___ Excerpted records ___
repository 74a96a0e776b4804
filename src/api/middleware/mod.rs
pub mod request_id;
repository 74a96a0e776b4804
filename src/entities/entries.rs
use sea_orm::entity::prelude::*;
use serde::{Deserialize, Serialize};

/// Form field definitions. Only read here; administration lives elsewhere.
#[derive(Clone, Debug, PartialEq, DeriveEntityModel, Serialize, Deserialize)]
#[sea_orm(table_name = "entries")]
pub struct Model {
    #[sea_orm(primary_key)]
    pub id: i32,
    pub title: String,
    /// `stored_file`, `external_reference` or `other`
    pub kind: String,
    pub max_files: Option<i32>,
    pub max_file_size: Option<i64>,
    /// Comma separated, `image/*` wildcards allowed
    pub allowed_mime_types: Option<String>,
}

#[derive(Copy, Clone, Debug, EnumIter, DeriveRelation)]
pub enum Relation {
    #[sea_orm(has_many = "super::record_fields::Entity")]
    RecordFields,
}

impl Related<super::record_fields::Entity> for Entity {
    fn to() -> RelationDef {
        Relation::RecordFields.def()
    }
}

impl ActiveModelBehavior for ActiveModel {}
use anyhow::anyhow;
use sea_orm::{ConnectOptions, ConnectionTrait, Database, DatabaseConnection, Schema};
use std::env;
use std::time::Duration;
use tracing::info;

use crate::entities::{entries, entry_parameters, files, physical_files, record_fields};

pub async fn setup_database() -> anyhow::Result<DatabaseConnection> {
    let db_url = env::var("DATABASE_URL").map_err(|_| anyhow!("DATABASE_URL must be set"))?;

    info!("📂 Database: {}", db_url);

    let mut opt = ConnectOptions::new(&db_url);
    opt.max_connections(20)
        .min_connections(1)
        .connect_timeout(Duration::from_secs(30))
        .acquire_timeout(Duration::from_secs(30))
        .idle_timeout(Duration::from_secs(600))
        .max_lifetime(Duration::from_secs(1800))
        .sqlx_logging(true)
        .sqlx_logging_level(log::LevelFilter::Debug);

    let db = Database::connect(opt).await?;

    info!("✅ Database connected successfully");

    run_migrations(&db).await?;
    crate::infrastructure::seed::seed_initial_data(&db).await?;

    Ok(db)
}

/// Creates the tables from the entity definitions, parents before children.
pub async fn run_migrations(db: &DatabaseConnection) -> anyhow::Result<()> {
    info!("🔄 Running SeaORM auto-migrations...");
    let builder = db.get_database_backend();
    let schema = Schema::new(builder);

    let stmts = vec![
        schema
            .create_table_from_entity(entries::Entity)
            .if_not_exists()
            .to_owned(),
        schema
            .create_table_from_entity(physical_files::Entity)
            .if_not_exists()
            .to_owned(),
        schema
            .create_table_from_entity(files::Entity)
            .if_not_exists()
            .to_owned(),
        schema
            .create_table_from_entity(record_fields::Entity)
            .if_not_exists()
            .to_owned(),
        schema
            .create_table_from_entity(entry_parameters::Entity)
            .if_not_exists()
            .to_owned(),
    ];

    for stmt in stmts {
        db.execute(builder.build(&stmt)).await?;
    }

    let _ = db
        .execute(sea_orm::Statement::from_string(
            builder,
            "CREATE INDEX IF NOT EXISTS idx_record_fields_record_id ON record_fields(record_id);"
                .to_string(),
        ))
        .await;

    Ok(())
}
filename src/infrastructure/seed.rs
use crate::entities::{entries, entry_parameters, prelude::*};
use sea_orm::{ActiveModelTrait, DatabaseConnection, EntityTrait, NotSet, PaginatorTrait, Set};
use tracing::info;

pub async fn seed_initial_data(db: &DatabaseConnection) -> anyhow::Result<()> {
    seed_entries(db).await?;
    seed_entry_parameters(db).await?;
    Ok(())
}

/// Demo form fields, only when the table is empty.
pub async fn seed_entries(db: &DatabaseConnection) -> anyhow::Result<()> {
    if Entries::find().count(db).await? > 0 {
        return Ok(());
    }

    info!("🌱 Seeding demo entries...");

    let demo = vec![
        (
            "Supporting documents",
            "stored_file",
            Some(2),
            Some(1024 * 1024),
            Some("application/pdf,image/*,text/plain"),
        ),
        ("Photos", "stored_file", Some(5), Some(5 * 1024 * 1024), Some("image/*")),
        ("Remote document", "external_reference", Some(1), None, None),
        ("Comment", "other", None, None, None),
    ];

    for (title, kind, max_files, max_file_size, mimes) in demo {
        entries::ActiveModel {
            id: NotSet,
            title: Set(title.to_string()),
            kind: Set(kind.to_string()),
            max_files: Set(max_files),
            max_file_size: Set(max_file_size),
            allowed_mime_types: Set(mimes.map(str::to_string)),
        }
        .insert(db)
        .await?;
    }

    Ok(())
}

pub async fn seed_entry_parameters(db: &DatabaseConnection) -> anyhow::Result<()> {
    let defaults = [
        ("max_files", "1"),
        ("max_file_size", "1048576"),
        ("display_thumbnails", "true"),
    ];

    for (key, value) in defaults {
        if EntryParameters::find_by_id(key.to_string())
            .one(db)
            .await?
            .is_none()
        {
            entry_parameters::ActiveModel {
                parameter_key: Set(key.to_string()),
                parameter_value: Set(value.to_string()),
            }
            .insert(db)
            .await?;
        }
    }

    Ok(())
}
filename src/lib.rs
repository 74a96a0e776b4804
pub mod api;
pub mod config;
pub mod entities;
pub mod infrastructure;
pub mod services;
pub mod utils;

use crate::config::StagingConfig;
use crate::services::attachment_store::AttachmentStore;
use crate::services::blob_store::BlobStoreClient;
use crate::services::staging::UploadStagingService;
use axum::{
    Router,
    http::HeaderValue,
    middleware::from_fn,
    routing::{delete, get, post},
};
use sea_orm::DatabaseConnection;
use std::sync::Arc;
use tower_http::cors::{AllowOrigin, Any, CorsLayer};
use utoipa::OpenApi;
use utoipa_swagger_ui::SwaggerUi;

#[derive(OpenApi)]
#[openapi(
    paths(
        api::handlers::health::health_check,
        api::handlers::upload::upload_files,
        api::handlers::upload::upload_action,
        api::handlers::staging::list_staged,
        api::handlers::staging::remove_staged,
        api::handlers::staging::discard_session,
        api::handlers::staging::commit_field,
        api::handlers::staging::rehydrate,
        api::handlers::records::remove_record_field,
        api::handlers::parameters::list_parameters,
        api::handlers::parameters::get_parameter,
        api::handlers::parameters::update_parameter,
    ),
    components(
        schemas(
            api::handlers::health::HealthResponse,
            api::handlers::upload::ActionResponse,
            api::handlers::staging::CommitRequest,
            api::handlers::staging::CommitResponse,
            api::handlers::staging::RehydrateRequest,
            api::handlers::staging::RehydrateResponse,
            api::handlers::records::RemovedAttachments,
            api::handlers::parameters::UpdateParameterRequest,
            services::staging::UploadOutcome,
            services::staging::StagedItem,
            services::attachment_store::PersistedAttachment,
            services::attachment_store::PersistedFile,
            services::attachment_store::ThumbnailVariant,
            services::entry_catalog::FieldKind,
            services::entry_parameter_service::ReferenceItem,
        )
    ),
    tags(
        (name = "staging", description = "Per-session upload staging"),
        (name = "records", description = "Committed attachments"),
        (name = "parameters", description = "Entry parameters"),
        (name = "system", description = "Health")
    )
)]
pub struct ApiDoc;

#[derive(Clone)]
pub struct AppState {
    pub db: DatabaseConnection,
    pub staging: Arc<UploadStagingService>,
    pub store: Arc<dyn AttachmentStore>,
    pub blob_store: Option<Arc<dyn BlobStoreClient>>,
    pub config: StagingConfig,
}

fn cors_layer(config: &StagingConfig) -> CorsLayer {
    let origins: Vec<HeaderValue> = config
        .allowed_origins
        .iter()
        .filter_map(|origin| HeaderValue::from_str(origin).ok())
        .collect();

    let allow_origin = if origins.is_empty() || config.allowed_origins.iter().any(|o| o == "*") {
        AllowOrigin::from(Any)
    } else {
        AllowOrigin::list(origins)
    };

    CorsLayer::new()
        .allow_origin(allow_origin)
        .allow_methods(Any)
        .allow_headers(Any)
        .expose_headers(Any)
}

pub fn create_app(state: AppState) -> Router {
    Router::new()
        .merge(SwaggerUi::new("/swagger-ui").url("/api-docs/openapi.json", ApiDoc::openapi()))
        .route("/health", get(api::handlers::health::health_check))
        .route("/upload", post(api::handlers::upload::upload_files))
        .route(
            "/sessions/:session_id",
            delete(api::handlers::staging::discard_session),
        )
        .route(
            "/sessions/:session_id/actions",
            post(api::handlers::upload::upload_action),
        )
        .route(
            "/sessions/:session_id/rehydrate",
            post(api::handlers::staging::rehydrate),
        )
        .route(
            "/sessions/:session_id/fields/:field_name",
            get(api::handlers::staging::list_staged),
        )
        .route(
            "/sessions/:session_id/fields/:field_name/commit",
            post(api::handlers::staging::commit_field),
        )
        .route(
            "/sessions/:session_id/fields/:field_name/:index",
            delete(api::handlers::staging::remove_staged),
        )
        .route(
            "/records/:record_id/fields/:field_name",
            delete(api::handlers::records::remove_record_field),
        )
        .route(
            "/parameters",
            get(api::handlers::parameters::list_parameters),
        )
        .route(
            "/parameters/:key",
            get(api::handlers::parameters::get_parameter)
                .put(api::handlers::parameters::update_parameter),
        )
        .layer(from_fn(api::middleware::request_id::request_id_middleware))
        .layer(cors_layer(&state.config))
        .layer(axum::extract::DefaultBodyLimit::max(
            state.config.max_request_size,
        ))
        .with_state(state)
}
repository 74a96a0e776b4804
use crate::AppState;
use axum::{Json, extract::State, response::IntoResponse};
use serde::Serialize;
use utoipa::ToSchema;

#[derive(Serialize, ToSchema)]
pub struct HealthResponse {
    pub status: String,
    pub database: String,
    pub staged_sessions: usize,
    pub version: String,
}

#[utoipa::path(
    get,
    path = "/health",
    responses(
        (status = 200, description = "System health status", body = HealthResponse)
    ),
    tag = "system"
)]
pub async fn health_check(State(state): State<AppState>) -> impl IntoResponse {
    let db_status = if state.db.ping().await.is_ok() {
        "connected"
    } else {
        "disconnected"
    };

    Json(HealthResponse {
        status: "ok".to_string(),
        database: db_status.to_string(),
        staged_sessions: state.staging.registry().len(),
        version: env!("CARGO_PKG_VERSION").to_string(),
    })
}
use std::time::Duration;
use tokio::sync::watch;
use tokio::time::sleep;

use crate::services::staging::StagingRegistry;

const MIN_SWEEP_INTERVAL: Duration = Duration::from_secs(1);

/// Evicts sessions nobody touched for longer than the idle timeout.
pub struct BackgroundWorker {
    registry: StagingRegistry,
    idle_timeout: Duration,
    interval: Duration,
    shutdown: watch::Receiver<bool>,
}

impl BackgroundWorker {
    pub fn new(
        registry: StagingRegistry,
        idle_timeout: Duration,
        interval: Duration,
        shutdown: watch::Receiver<bool>,
    ) -> Self {
        Self {
            registry,
            idle_timeout,
            interval: interval.max(MIN_SWEEP_INTERVAL),
            shutdown,
        }
    }

    pub async fn run(mut self) {
        tracing::info!(
            "🚀 Staging sweeper started (idle timeout {:?}, every {:?})",
            self.idle_timeout,
            self.interval
        );

        loop {
            tokio::select! {
                _ = self.shutdown.changed() => {
                    tracing::info!("🛑 Staging sweeper shutting down");
                    break;
                }
                _ = sleep(self.interval) => {
                    self.perform_cleanup();
                }
            }
        }
    }

    pub fn perform_cleanup(&self) -> usize {
        let evicted = self.registry.purge_idle(self.idle_timeout);
        if evicted > 0 {
            tracing::info!(
                "🧹 Evicted {} idle staging session(s), {} remaining",
                evicted,
                self.registry.len()
            );
        } else {
            tracing::debug!("No idle staging sessions to evict");
        }
        evicted
    }
}
use anyhow::Result;
use async_trait::async_trait;
use dashmap::DashMap;
use sea_orm::{DatabaseConnection, EntityTrait};
use serde::{Deserialize, Serialize};
use std::str::FromStr;
use utoipa::ToSchema;

use crate::entities::{entries, prelude::*};
use crate::services::field_validator::{FieldValidator, RejectAllFiles, UploadPolicy};

/// What a field stores when a file is attached to it.
#[derive(Debug, Clone, Copy, PartialEq, Eq, Serialize, Deserialize, ToSchema)]
#[serde(rename_all = "snake_case")]
pub enum FieldKind {
    /// Bytes are kept in the physical file store.
    StoredFile,
    /// Only a URL is kept; the bytes live on a remote blob store.
    ExternalReference,
    Other,
}

impl FieldKind {
    pub fn as_str(&self) -> &'static str {
        match self {
            FieldKind::StoredFile => "stored_file",
            FieldKind::ExternalReference => "external_reference",
            FieldKind::Other => "other",
        }
    }
}

impl FromStr for FieldKind {
    type Err = std::convert::Infallible;

    /// Unknown tags map to `Other`.
    fn from_str(s: &str) -> Result<Self, Self::Err> {
        Ok(match s {
            "stored_file" => FieldKind::StoredFile,
            "external_reference" => FieldKind::ExternalReference,
            _ => FieldKind::Other,
        })
    }
}

#[derive(Debug, Clone, PartialEq, Eq)]
pub struct Entry {
    pub id: i32,
    pub title: String,
    pub kind: FieldKind,
    pub policy: UploadPolicy,
}

impl Entry {
    pub fn new(id: i32, title: impl Into<String>, kind: FieldKind, policy: UploadPolicy) -> Self {
        Self {
            id,
            title: title.into(),
            kind,
            policy,
        }
    }

    pub fn validator(&self) -> &dyn FieldValidator {
        match self.kind {
            FieldKind::StoredFile | FieldKind::ExternalReference => &self.policy,
            FieldKind::Other => &RejectAllFiles,
        }
    }
}

impl From<entries::Model> for Entry {
    fn from(model: entries::Model) -> Self {
        let allowed_mime_types = model
            .allowed_mime_types
            .as_deref()
            .map(|v| {
                v.split(',')
                    .map(|s| s.trim().to_string())
                    .filter(|s| !s.is_empty())
                    .collect()
            })
            .unwrap_or_default();

        let kind = model.kind.parse().unwrap_or(FieldKind::Other);

        Self {
            id: model.id,
            title: model.title,
            kind,
            policy: UploadPolicy {
                max_files: model.max_files.and_then(|m| u32::try_from(m).ok()),
                max_file_size: model.max_file_size.and_then(|m| u64::try_from(m).ok()),
                allowed_mime_types,
            },
        }
    }
}

/// Read access to form field definitions.
#[async_trait]
pub trait EntryCatalog: Send + Sync {
    async fn find_entry(&self, entry_id: i32) -> Result<Option<Entry>>;
}

pub struct DatabaseEntryCatalog {
    db: DatabaseConnection,
}

impl DatabaseEntryCatalog {
    pub fn new(db: DatabaseConnection) -> Self {
        Self { db }
    }
}

#[async_trait]
impl EntryCatalog for DatabaseEntryCatalog {
    async fn find_entry(&self, entry_id: i32) -> Result<Option<Entry>> {
        let model = Entries::find_by_id(entry_id).one(&self.db).await?;
        Ok(model.map(Entry::from))
    }
}

#[derive(Default)]
pub struct InMemoryEntryCatalog {
    entries: DashMap<i32, Entry>,
}

impl InMemoryEntryCatalog {
    pub fn new() -> Self {
        Self::default()
    }

    pub fn insert(&self, entry: Entry) {
        self.entries.insert(entry.id, entry);
    }
}

impl FromIterator<Entry> for InMemoryEntryCatalog {
    fn from_iter<T: IntoIterator<Item = Entry>>(iter: T) -> Self {
        let catalog = Self::new();
        for entry in iter {
            catalog.insert(entry);
        }
        catalog
    }
}

#[async_trait]
impl EntryCatalog for InMemoryEntryCatalog {
    async fn find_entry(&self, entry_id: i32) -> Result<Option<Entry>> {
        Ok(self.entries.get(&entry_id).map(|e| e.value().clone()))
    }
}
use crate::AppState;
use crate::api::error::AppError;
use crate::services::staging::{StagedUpload, UploadForm, UploadOutcome};
use crate::utils::i18n::Locale;
use axum::{
    Json,
    extract::{Multipart, Path, State},
    http::{HeaderMap, header::ACCEPT_LANGUAGE},
};
use serde::Serialize;
use utoipa::ToSchema;

pub const SESSION_PARAM: &str = "jsessionid";
pub const FIELD_NAME_PARAM: &str = "field_name";

#[derive(Debug, Serialize, ToSchema)]
pub struct ActionResponse {
    /// Field the pressed button acted upon, absent when no button was pressed
    pub field_name: Option<String>,
}

/// Text parameters and file parts of a multipart body, in posting order.
#[derive(Debug, Default)]
struct MultipartBody {
    params: Vec<(String, String)>,
    files: Vec<(String, StagedUpload)>,
}

impl MultipartBody {
    fn param(&self, name: &str) -> Option<&str> {
        self.params
            .iter()
            .find(|(key, _)| key == name)
            .map(|(_, value)| value.as_str())
    }
}

pub(crate) fn request_locale(headers: &HeaderMap, fallback: Locale) -> Locale {
    let header = headers.get(ACCEPT_LANGUAGE).and_then(|v| v.to_str().ok());
    Locale::from_accept_language(header, fallback)
}

async fn read_multipart(mut multipart: Multipart) -> Result<MultipartBody, AppError> {
    let mut body = MultipartBody::default();

    while let Some(field) = multipart.next_field().await? {
        let name = field.name().unwrap_or_default().to_string();

        match field.file_name().map(str::to_string) {
            Some(file_name) => {
                let content = field.bytes().await?;
                if file_name.trim().is_empty() && content.is_empty() {
                    // Browsers post an empty part for an untouched file input
                    continue;
                }
                body.files.push((name, StagedUpload::new(&file_name, content)));
            }
            None => {
                let value = field.text().await?;
                body.params.push((name, value));
            }
        }
    }

    Ok(body)
}

#[utoipa::path(
    post,
    path = "/upload",
    request_body(content = String, description = "jsessionid, field_name and one or more file parts", content_type = "multipart/form-data"),
    responses(
        (status = 200, description = "Upload processed; success tells whether the files were staged", body = UploadOutcome),
        (status = 400, description = "No file or no field name provided"),
        (status = 413, description = "Request body too large")
    ),
    tag = "staging"
)]
pub async fn upload_files(
    State(state): State<AppState>,
    headers: HeaderMap,
    multipart: Multipart,
) -> Result<Json<UploadOutcome>, AppError> {
    let locale = request_locale(&headers, state.config.default_locale);
    let mut body = read_multipart(multipart).await?;

    let uploads: Vec<StagedUpload> = std::mem::take(&mut body.files)
        .into_iter()
        .map(|(_, upload)| upload)
        .collect();

    let outcome = state
        .staging
        .process(
            body.param(SESSION_PARAM),
            body.param(FIELD_NAME_PARAM),
            uploads,
            locale,
        )
        .await?;

    Ok(Json(outcome))
}

#[utoipa::path(
    post,
    path = "/sessions/{session_id}/actions",
    request_body(content = String, description = "Form holding an upload or delete button", content_type = "multipart/form-data"),
    params(
        ("session_id" = String, Path, description = "Staging session identifier")
    ),
    responses(
        (status = 200, description = "Action applied", body = ActionResponse),
        (status = 400, description = "Files rejected by the field policy"),
        (status = 404, description = "Unknown field")
    ),
    tag = "staging"
)]
pub async fn upload_action(
    State(state): State<AppState>,
    Path(session_id): Path<String>,
    headers: HeaderMap,
    multipart: Multipart,
) -> Result<Json<ActionResponse>, AppError> {
    let locale = request_locale(&headers, state.config.default_locale);
    let body = read_multipart(multipart).await?;

    let form = UploadForm {
        params: body.params.into_iter().map(|(name, _)| name).collect(),
        files: body.files,
    };

    let field_name = state
        .staging
        .do_upload_action(&session_id, &form, locale)
        .await?;

    Ok(Json(ActionResponse { field_name }))
}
___
# Your task
The answer must be one number, the count of lines above that hold the word "Router".

# Answer to the problem
3